RECORDS FOR THIS EXERCISE: Begin

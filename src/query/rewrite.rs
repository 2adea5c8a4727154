use crate::query::ast::{BoolQuery, Query, TermQuery};

/// Trait for query rewrite rules
pub trait RewriteRule: Send + Sync {
    fn name(&self) -> &str;

    /// Returns the rewritten node, or None if the rule does not apply
    fn apply(&self, query: &Query) -> Option<Query>;
}

/// Rule: a Bool with a single must clause and nothing else is that clause
pub struct CollapseSingleClauseBool;

impl RewriteRule for CollapseSingleClauseBool {
    fn name(&self) -> &str {
        "collapse_single_clause_bool"
    }

    fn apply(&self, query: &Query) -> Option<Query> {
        match query {
            Query::Bool(bq)
                if bq.must.len() == 1 && bq.should.is_empty() && bq.must_not.is_empty() =>
            {
                Some(bq.must[0].clone())
            }
            Query::Bool(bq)
                if bq.should.len() == 1 && bq.must.is_empty() && bq.must_not.is_empty() =>
            {
                Some(bq.should[0].clone())
            }
            _ => None,
        }
    }
}

/// Rule: a Bool with no clauses at all matches everything
pub struct EmptyBoolToMatchAll;

impl RewriteRule for EmptyBoolToMatchAll {
    fn name(&self) -> &str {
        "empty_bool_to_match_all"
    }

    fn apply(&self, query: &Query) -> Option<Query> {
        match query {
            Query::Bool(bq)
                if bq.must.is_empty() && bq.should.is_empty() && bq.must_not.is_empty() =>
            {
                Some(Query::MatchAll)
            }
            _ => None,
        }
    }
}

/// Rule: a one-word phrase is a term query
pub struct SingleTermPhrase;

impl RewriteRule for SingleTermPhrase {
    fn name(&self) -> &str {
        "single_term_phrase"
    }

    fn apply(&self, query: &Query) -> Option<Query> {
        match query {
            Query::Phrase(pq) if pq.phrase.len() == 1 => Some(Query::Term(TermQuery {
                field: pq.field.clone(),
                value: pq.phrase[0].clone(),
            })),
            _ => None,
        }
    }
}

/// Rule: hoist pure-must Bool children into the parent's must list
pub struct FlattenNestedMust;

impl RewriteRule for FlattenNestedMust {
    fn name(&self) -> &str {
        "flatten_nested_must"
    }

    fn apply(&self, query: &Query) -> Option<Query> {
        let Query::Bool(bq) = query else { return None };
        let nested = bq.must.iter().any(|q| {
            matches!(q, Query::Bool(inner) if inner.should.is_empty() && inner.must_not.is_empty())
        });
        if !nested {
            return None;
        }

        let mut must = Vec::with_capacity(bq.must.len());
        for clause in &bq.must {
            match clause {
                Query::Bool(inner) if inner.should.is_empty() && inner.must_not.is_empty() => {
                    must.extend(inner.must.iter().cloned());
                }
                other => must.push(other.clone()),
            }
        }

        Some(Query::Bool(BoolQuery {
            must,
            should: bq.should.clone(),
            must_not: bq.must_not.clone(),
        }))
    }
}

/// Rewrites queries into simpler equivalent forms
pub struct QueryRewriter {
    pub rules: Vec<Box<dyn RewriteRule>>,
    pub max_passes: usize,
}

impl QueryRewriter {
    pub fn new() -> Self {
        QueryRewriter {
            rules: vec![
                Box::new(FlattenNestedMust),
                Box::new(CollapseSingleClauseBool),
                Box::new(EmptyBoolToMatchAll),
                Box::new(SingleTermPhrase),
            ],
            max_passes: 8,
        }
    }

    /// Apply all rules bottom-up until a fixpoint (bounded by max_passes)
    pub fn rewrite(&self, query: &Query) -> Query {
        let mut current = query.clone();
        for _ in 0..self.max_passes {
            let (next, changed) = self.rewrite_once(&current);
            current = next;
            if !changed {
                break;
            }
        }
        current
    }

    fn rewrite_once(&self, query: &Query) -> (Query, bool) {
        // Children first, so parent-level rules see already-simplified clauses
        let (mut current, mut changed) = match query {
            Query::Bool(bq) => {
                let mut any = false;
                let mut rewrite_clauses = |clauses: &[Query]| -> Vec<Query> {
                    clauses
                        .iter()
                        .map(|q| {
                            let (next, child_changed) = self.rewrite_once(q);
                            any |= child_changed;
                            next
                        })
                        .collect()
                };
                let must = rewrite_clauses(&bq.must);
                let should = rewrite_clauses(&bq.should);
                let must_not = rewrite_clauses(&bq.must_not);
                (Query::Bool(BoolQuery { must, should, must_not }), any)
            }
            other => (other.clone(), false),
        };

        for rule in &self.rules {
            if let Some(next) = rule.apply(&current) {
                current = next;
                changed = true;
            }
        }

        (current, changed)
    }
}

impl Default for QueryRewriter {
    fn default() -> Self {
        Self::new()
    }
}

#[cfg(test)]
mod tests {
    use super::*;

    #[test]
    fn single_must_collapses_to_inner_query() {
        let rewriter = QueryRewriter::new();
        let query = Query::must(vec![Query::term("body", "rust")]);
        assert_eq!(rewriter.rewrite(&query), Query::term("body", "rust"));
    }

    #[test]
    fn empty_bool_becomes_match_all() {
        let rewriter = QueryRewriter::new();
        let query = Query::Bool(BoolQuery::default());
        assert_eq!(rewriter.rewrite(&query), Query::MatchAll);
    }

    #[test]
    fn one_word_phrase_becomes_term() {
        let rewriter = QueryRewriter::new();
        let query = Query::phrase("body", &["rust"]);
        assert_eq!(rewriter.rewrite(&query), Query::term("body", "rust"));
    }

    #[test]
    fn deeply_nested_must_flattens_to_fixpoint() {
        let rewriter = QueryRewriter::new();
        let query = Query::must(vec![
            Query::must(vec![
                Query::term("body", "rust"),
                Query::must(vec![Query::term("body", "search")]),
            ]),
            Query::term("body", "engine"),
        ]);

        let rewritten = rewriter.rewrite(&query);
        let expected = Query::must(vec![
            Query::term("body", "rust"),
            Query::term("body", "search"),
            Query::term("body", "engine"),
        ]);
        assert_eq!(rewritten, expected);

        // Fixpoint: rewriting again changes nothing
        assert_eq!(rewriter.rewrite(&rewritten), rewritten);
    }

    #[test]
    fn stable_queries_pass_through_unchanged() {
        let rewriter = QueryRewriter::new();
        let query = Query::Bool(BoolQuery {
            must: vec![Query::term("body", "rust"), Query::term("body", "fast")],
            should: vec![],
            must_not: vec![Query::term("body", "slow")],
        });
        assert_eq!(rewriter.rewrite(&query), query);
    }
}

RECORDS FOR THIS EXERCISE: End

**TASK PROMPT**
Restate the data above in full, keeping every word as it is.

**PROBLEM SOLUTION**
filename src/query/rewrite.rs
repository 2adea5c8a4727154
use crate::query::ast::{BoolQuery, Query, TermQuery};

/// Trait for query rewrite rules
pub trait RewriteRule: Send + Sync {
    fn name(&self) -> &str;

    /// Returns the rewritten node, or None if the rule does not apply
    fn apply(&self, query: &Query) -> Option<Query>;
}

/// Rule: a Bool with a single must clause and nothing else is that clause
pub struct CollapseSingleClauseBool;

impl RewriteRule for CollapseSingleClauseBool {
    fn name(&self) -> &str {
        "collapse_single_clause_bool"
    }

    fn apply(&self, query: &Query) -> Option<Query> {
        match query {
            Query::Bool(bq)
                if bq.must.len() == 1 && bq.should.is_empty() && bq.must_not.is_empty() =>
            {
                Some(bq.must[0].clone())
            }
            Query::Bool(bq)
                if bq.should.len() == 1 && bq.must.is_empty() && bq.must_not.is_empty() =>
            {
                Some(bq.should[0].clone())
            }
            _ => None,
        }
    }
}

/// Rule: a Bool with no clauses at all matches everything
pub struct EmptyBoolToMatchAll;

impl RewriteRule for EmptyBoolToMatchAll {
    fn name(&self) -> &str {
        "empty_bool_to_match_all"
    }

    fn apply(&self, query: &Query) -> Option<Query> {
        match query {
            Query::Bool(bq)
                if bq.must.is_empty() && bq.should.is_empty() && bq.must_not.is_empty() =>
            {
                Some(Query::MatchAll)
            }
            _ => None,
        }
    }
}

/// Rule: a one-word phrase is a term query
pub struct SingleTermPhrase;

impl RewriteRule for SingleTermPhrase {
    fn name(&self) -> &str {
        "single_term_phrase"
    }

    fn apply(&self, query: &Query) -> Option<Query> {
        match query {
            Query::Phrase(pq) if pq.phrase.len() == 1 => Some(Query::Term(TermQuery {
                field: pq.field.clone(),
                value: pq.phrase[0].clone(),
            })),
            _ => None,
        }
    }
}

/// Rule: hoist pure-must Bool children into the parent's must list
pub struct FlattenNestedMust;

impl RewriteRule for FlattenNestedMust {
    fn name(&self) -> &str {
        "flatten_nested_must"
    }

    fn apply(&self, query: &Query) -> Option<Query> {
        let Query::Bool(bq) = query else { return None };
        let nested = bq.must.iter().any(|q| {
            matches!(q, Query::Bool(inner) if inner.should.is_empty() && inner.must_not.is_empty())
        });
        if !nested {
            return None;
        }

        let mut must = Vec::with_capacity(bq.must.len());
        for clause in &bq.must {
            match clause {
                Query::Bool(inner) if inner.should.is_empty() && inner.must_not.is_empty() => {
                    must.extend(inner.must.iter().cloned());
                }
                other => must.push(other.clone()),
            }
        }

        Some(Query::Bool(BoolQuery {
            must,
            should: bq.should.clone(),
            must_not: bq.must_not.clone(),
        }))
    }
}

/// Rewrites queries into simpler equivalent forms
pub struct QueryRewriter {
    pub rules: Vec<Box<dyn RewriteRule>>,
    pub max_passes: usize,
}

impl QueryRewriter {
    pub fn new() -> Self {
        QueryRewriter {
            rules: vec![
                Box::new(FlattenNestedMust),
                Box::new(CollapseSingleClauseBool),
                Box::new(EmptyBoolToMatchAll),
                Box::new(SingleTermPhrase),
            ],
            max_passes: 8,
        }
    }

    /// Apply all rules bottom-up until a fixpoint (bounded by max_passes)
    pub fn rewrite(&self, query: &Query) -> Query {
        let mut current = query.clone();
        for _ in 0..self.max_passes {
            let (next, changed) = self.rewrite_once(&current);
            current = next;
            if !changed {
                break;
            }
        }
        current
    }

    fn rewrite_once(&self, query: &Query) -> (Query, bool) {
        // Children first, so parent-level rules see already-simplified clauses
        let (mut current, mut changed) = match query {
            Query::Bool(bq) => {
                let mut any = false;
                let mut rewrite_clauses = |clauses: &[Query]| -> Vec<Query> {
                    clauses
                        .iter()
                        .map(|q| {
                            let (next, child_changed) = self.rewrite_once(q);
                            any |= child_changed;
                            next
                        })
                        .collect()
                };
                let must = rewrite_clauses(&bq.must);
                let should = rewrite_clauses(&bq.should);
                let must_not = rewrite_clauses(&bq.must_not);
                (Query::Bool(BoolQuery { must, should, must_not }), any)
            }
            other => (other.clone(), false),
        };

        for rule in &self.rules {
            if let Some(next) = rule.apply(&current) {
                current = next;
                changed = true;
            }
        }

        (current, changed)
    }
}

impl Default for QueryRewriter {
    fn default() -> Self {
        Self::new()
    }
}

#[cfg(test)]
mod tests {
    use super::*;

    #[test]
    fn single_must_collapses_to_inner_query() {
        let rewriter = QueryRewriter::new();
        let query = Query::must(vec![Query::term("body", "rust")]);
        assert_eq!(rewriter.rewrite(&query), Query::term("body", "rust"));
    }

    #[test]
    fn empty_bool_becomes_match_all() {
        let rewriter = QueryRewriter::new();
        let query = Query::Bool(BoolQuery::default());
        assert_eq!(rewriter.rewrite(&query), Query::MatchAll);
    }

    #[test]
    fn one_word_phrase_becomes_term() {
        let rewriter = QueryRewriter::new();
        let query = Query::phrase("body", &["rust"]);
        assert_eq!(rewriter.rewrite(&query), Query::term("body", "rust"));
    }

    #[test]
    fn deeply_nested_must_flattens_to_fixpoint() {
        let rewriter = QueryRewriter::new();
        let query = Query::must(vec![
            Query::must(vec![
                Query::term("body", "rust"),
                Query::must(vec![Query::term("body", "search")]),
            ]),
            Query::term("body", "engine"),
        ]);

        let rewritten = rewriter.rewrite(&query);
        let expected = Query::must(vec![
            Query::term("body", "rust"),
            Query::term("body", "search"),
            Query::term("body", "engine"),
        ]);
        assert_eq!(rewritten, expected);

        // Fixpoint: rewriting again changes nothing
        assert_eq!(rewriter.rewrite(&rewritten), rewritten);
    }

    #[test]
    fn stable_queries_pass_through_unchanged() {
        let rewriter = QueryRewriter::new();
        let query = Query::Bool(BoolQuery {
            must: vec![Query::term("body", "rust"), Query::term("body", "fast")],
            should: vec![],
            must_not: vec![Query::term("body", "slow")],
        });
        assert_eq!(rewriter.rewrite(&query), query);
    }
}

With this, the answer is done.